» Problem statement: From the entries that follow, reproduce exactly and only the lines from the line with "long_about = None)]" to the line with "pub(crate) async fn run(self)", endpoints included.

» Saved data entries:
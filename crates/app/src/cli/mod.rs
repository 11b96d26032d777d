use clap::{Args, Parser, Subcommand};
use domestic_connect_app::{
    database::{self, Db},
    domain::packages::PgPackagesService,
};

mod db;
mod package;
mod stats;
mod token;

#[derive(Debug, Parser)]
#[command(name = "domestic-connect", about = "Domestic Connect admin CLI", long_about = None)]
pub(crate) struct Cli {
    #[command(subcommand)]
    command: Commands,
}

#[derive(Debug, Subcommand)]
enum Commands {
    /// Manage the package catalog
    Package(package::PackageCommand),

    /// Manage bearer API tokens
    Token(token::TokenCommand),

    /// Print payment and unlock statistics
    Stats(stats::StatsArgs),

    /// Database maintenance
    Db(db::DbCommand),
}

impl Cli {
    pub(crate) async fn run(self) -> Result<(), String> {
        match self.command {
            Commands::Package(command) => package::run(command).await,
            Commands::Token(command) => token::run(command).await,
            Commands::Stats(args) => stats::run(args).await,
            Commands::Db(command) => db::run(command).await,
        }
    }
}

/// Connection arguments shared by every subcommand.
#[derive(Debug, Args)]
pub(crate) struct DatabaseArgs {
    /// PostgreSQL connection string
    #[arg(long, env = "DATABASE_URL", hide_env_values = true)]
    pub(crate) database_url: String,
}

impl DatabaseArgs {
    pub(crate) async fn connect(&self) -> Result<Db, String> {
        database::connect(&self.database_url)
            .await
            .map(Db::new)
            .map_err(|error| format!("failed to connect to database: {error}"))
    }

    pub(crate) async fn packages(&self) -> Result<PgPackagesService, String> {
        self.connect().await.map(PgPackagesService::new)
    }
}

» Solution to this task:
#[command(name = "domestic-connect", about = "Domestic Connect admin CLI", long_about = None)]
pub(crate) struct Cli {
    #[command(subcommand)]
    command: Commands,
}

#[derive(Debug, Subcommand)]
enum Commands {
    /// Manage the package catalog
    Package(package::PackageCommand),

    /// Manage bearer API tokens
    Token(token::TokenCommand),

    /// Print payment and unlock statistics
    Stats(stats::StatsArgs),

    /// Database maintenance
    Db(db::DbCommand),
}

impl Cli {
    pub(crate) async fn run(self) -> Result<(), String> {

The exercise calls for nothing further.